(Supplied material Opens)

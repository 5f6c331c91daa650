//! Per-identifier crypto engine
//!
//! A [`CryptoEngine`] owns the five key blobs of one communication
//! identifier, a nonce counter, and a cache of the box shared key for the most
//! recently used peer. All operations take `&self` and are safe to call from
//! several threads: counter values are claimed atomically and the peer cache
//! is guarded by a mutex.
//!
//! Shared-key cache states:
//! ```text
//! Pending ──(encrypt/decrypt with peer P)──▶ Cached(P)
//! Cached(P) ──(same P)──▶ Cached(P)          reuse
//! Cached(P) ──(other Q)──▶ Cached(Q)         recompute
//! ```

use crypto_box::SalsaBox;
use std::sync::{Arc, Mutex, MutexGuard, PoisonError};

use pairseal_core::{
    sanitize_identifier, KeyKind, PairsealConfig, SealError, SealResult, KEY_SIZE, NONCE_SIZE,
};
use pairseal_storage::{BlobStore, FsBlobStore};

use crate::aead;
use crate::keys::KeyBytes;
use crate::keystore::KeyStore;
use crate::message::{Message, ASYMMETRIC_VERSION, SYMMETRIC_VERSION};
use crate::nonce::{derive_nonce, NonceCounter};

/// Whether the engine currently holds a precomputed shared key.
#[derive(Debug, Clone, Copy, PartialEq, Eq)]
pub enum SharedKeyState {
    Pending,
    Cached,
}

struct PeerSession {
    peer_public: [u8; KEY_SIZE],
    shared: Arc<SalsaBox>,
}

pub struct CryptoEngine {
    context: String,
    salt: KeyBytes,
    secret_key: KeyBytes,
    nonce_key: KeyBytes,
    public_key: KeyBytes,
    private_key: KeyBytes,
    counter: NonceCounter,
    peer: Mutex<Option<PeerSession>>,
    strict_length: bool,
}

impl CryptoEngine {
    /// Initialize with default configuration.
    pub fn init(identifier: &str, store: &dyn BlobStore) -> SealResult<Self> {
        Self::init_with_config(identifier, store, &PairsealConfig::default())
    }

    /// Sanitize `identifier`, then load or create the salt, keypair, secret
    /// key, and nonce key, in that order. The first failure is returned.
    pub fn init_with_config(
        identifier: &str,
        store: &dyn BlobStore,
        config: &PairsealConfig,
    ) -> SealResult<Self> {
        let context = sanitize_identifier(identifier);
        if context.is_empty() {
            return Err(SealError::Config(format!(
                "identifier {identifier:?} is empty after sanitizing"
            )));
        }
        let keys = KeyStore::new(store, &context);

        let salt = keys.load_or_create(KeyKind::Salt)?;
        let (public_key, private_key) = keys.load_or_create_keypair()?;
        let secret_key = keys.load_or_create(KeyKind::Secret)?;
        let nonce_key = keys.load_or_create(KeyKind::Nonce)?;

        match keys.salt_is_stale(config.keys.salt_max_age()) {
            Ok(true) => tracing::warn!(
                context = %context,
                max_age_days = config.keys.salt_max_age_days,
                "salt is older than the configured maximum age and should be rotated"
            ),
            Ok(false) => {}
            Err(e) => tracing::warn!(context = %context, "could not check salt age: {e}"),
        }

        tracing::debug!(context = %context, "crypto engine initialized");

        Ok(Self {
            context,
            salt,
            secret_key,
            nonce_key,
            public_key,
            private_key,
            counter: NonceCounter::seeded()?,
            peer: Mutex::new(None),
            strict_length: config.engine.strict_length,
        })
    }

    /// Initialize against the filesystem key directory from `config`.
    pub fn open(identifier: &str, config: &PairsealConfig) -> SealResult<Self> {
        let store = FsBlobStore::from_config(&config.keys)?;
        Self::init_with_config(identifier, &store, config)
    }

    /// The sanitized identifier namespacing this engine's keys.
    pub fn context(&self) -> &str {
        &self.context
    }

    pub fn public_key(&self) -> &[u8; KEY_SIZE] {
        self.public_key.as_bytes()
    }

    /// The peer public key of the most recent asymmetric operation.
    pub fn peer_public_key(&self) -> Option<[u8; KEY_SIZE]> {
        self.lock_peer().as_ref().map(|s| s.peer_public)
    }

    pub fn shared_key_state(&self) -> SharedKeyState {
        match *self.lock_peer() {
            Some(_) => SharedKeyState::Cached,
            None => SharedKeyState::Pending,
        }
    }

    /// Encrypt with the shared secret key.
    pub fn encrypt_symmetric(&self, plaintext: &[u8]) -> SealResult<Message> {
        if plaintext.is_empty() {
            return Err(SealError::EmptyMessage);
        }
        let nonce = self.next_nonce()?;
        let ciphertext = aead::seal_symmetric(self.secret_key.as_bytes(), &nonce, plaintext)?;
        Message::new(SYMMETRIC_VERSION, nonce, ciphertext)
    }

    /// Encrypt for the holder of `peer_public_key`.
    pub fn encrypt_asymmetric(
        &self,
        plaintext: &[u8],
        peer_public_key: &[u8],
    ) -> SealResult<Message> {
        if plaintext.is_empty() {
            return Err(SealError::EmptyMessage);
        }
        let peer = validate_peer_key(peer_public_key)?;
        let nonce = self.next_nonce()?;
        let shared = self.shared_key(&peer);
        let ciphertext = aead::seal_box(&shared, &nonce, plaintext)?;
        Message::new(ASYMMETRIC_VERSION, nonce, ciphertext)
    }

    /// Decrypt `message`. Asymmetric messages need the sender's public key.
    ///
    /// Authentication failures surface as [`SealError::MessageDecryption`]
    /// and must not be retried.
    pub fn decrypt(
        &self,
        message: &Message,
        peer_public_key: Option<&[u8]>,
    ) -> SealResult<Vec<u8>> {
        let result = match message.version() {
            SYMMETRIC_VERSION => aead::open_symmetric(
                self.secret_key.as_bytes(),
                message.nonce(),
                message.ciphertext(),
            ),
            ASYMMETRIC_VERSION => {
                let peer = peer_public_key
                    .ok_or(SealError::KeyNotValid("a peer public key is required"))?;
                let peer = validate_peer_key(peer)?;
                let shared = self.shared_key(&peer);
                aead::open_box(&shared, message.nonce(), message.ciphertext())
            }
            other => return Err(SealError::UnsupportedVersion(other)),
        };

        if let Err(SealError::MessageDecryption) = &result {
            tracing::debug!(
                context = %self.context,
                version = message.version(),
                "message failed authentication"
            );
        }
        result
    }

    /// Decode a wire envelope and decrypt it.
    ///
    /// The length field is cross-checked when `engine.strict_length` is set.
    pub fn decrypt_bytes(
        &self,
        data: &[u8],
        peer_public_key: Option<&[u8]>,
    ) -> SealResult<Vec<u8>> {
        let message = if self.strict_length {
            Message::from_bytes_strict(data)?
        } else {
            Message::from_bytes(data)?
        };
        self.decrypt(&message, peer_public_key)
    }

    fn next_nonce(&self) -> SealResult<[u8; NONCE_SIZE]> {
        let counter = self.counter.claim()?;
        derive_nonce(
            self.nonce_key.as_bytes(),
            self.salt.as_bytes(),
            &self.context,
            counter,
        )
    }

    /// The shared key for `peer`, precomputed if the cache is empty or holds
    /// a different peer. The lock is released before the caller uses it.
    fn shared_key(&self, peer: &[u8; KEY_SIZE]) -> Arc<SalsaBox> {
        let mut guard = self.lock_peer();
        if !matches!(guard.as_ref(), Some(s) if &s.peer_public == peer) {
            *guard = None;
        }
        let session = guard.get_or_insert_with(|| {
            tracing::debug!(context = %self.context, "precomputing shared key for peer");
            PeerSession {
                peer_public: *peer,
                shared: Arc::new(aead::precompute_shared_key(peer, self.private_key.as_bytes())),
            }
        });
        Arc::clone(&session.shared)
    }

    fn lock_peer(&self) -> MutexGuard<'_, Option<PeerSession>> {
        self.peer.lock().unwrap_or_else(PoisonError::into_inner)
    }
}

impl std::fmt::Debug for CryptoEngine {
    fn fmt(&self, f: &mut std::fmt::Formatter<'_>) -> std::fmt::Result {
        f.debug_struct("CryptoEngine")
            .field("context", &self.context)
            .field("keys", &"[REDACTED]")
            .field("shared_key", &self.shared_key_state())
            .finish()
    }
}

fn validate_peer_key(key: &[u8]) -> SealResult<[u8; KEY_SIZE]> {
    let key: [u8; KEY_SIZE] = key
        .try_into()
        .map_err(|_| SealError::KeyNotValid("peer public key must be exactly 32 bytes"))?;
    if key.iter().all(|b| *b == 0) {
        return Err(SealError::KeyNotValid("peer public key is all zeros"));
    }
    Ok(key)
}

(Supplied material Closes)

▶ _Task directions_:
In the records, locate each line holding the string "PairsealConfig" and copy it.

▶ _Result for this exercise_:
    sanitize_identifier, KeyKind, PairsealConfig, SealError, SealResult, KEY_SIZE, NONCE_SIZE,
        Self::init_with_config(identifier, store, &PairsealConfig::default())
        config: &PairsealConfig,
    pub fn open(identifier: &str, config: &PairsealConfig) -> SealResult<Self> {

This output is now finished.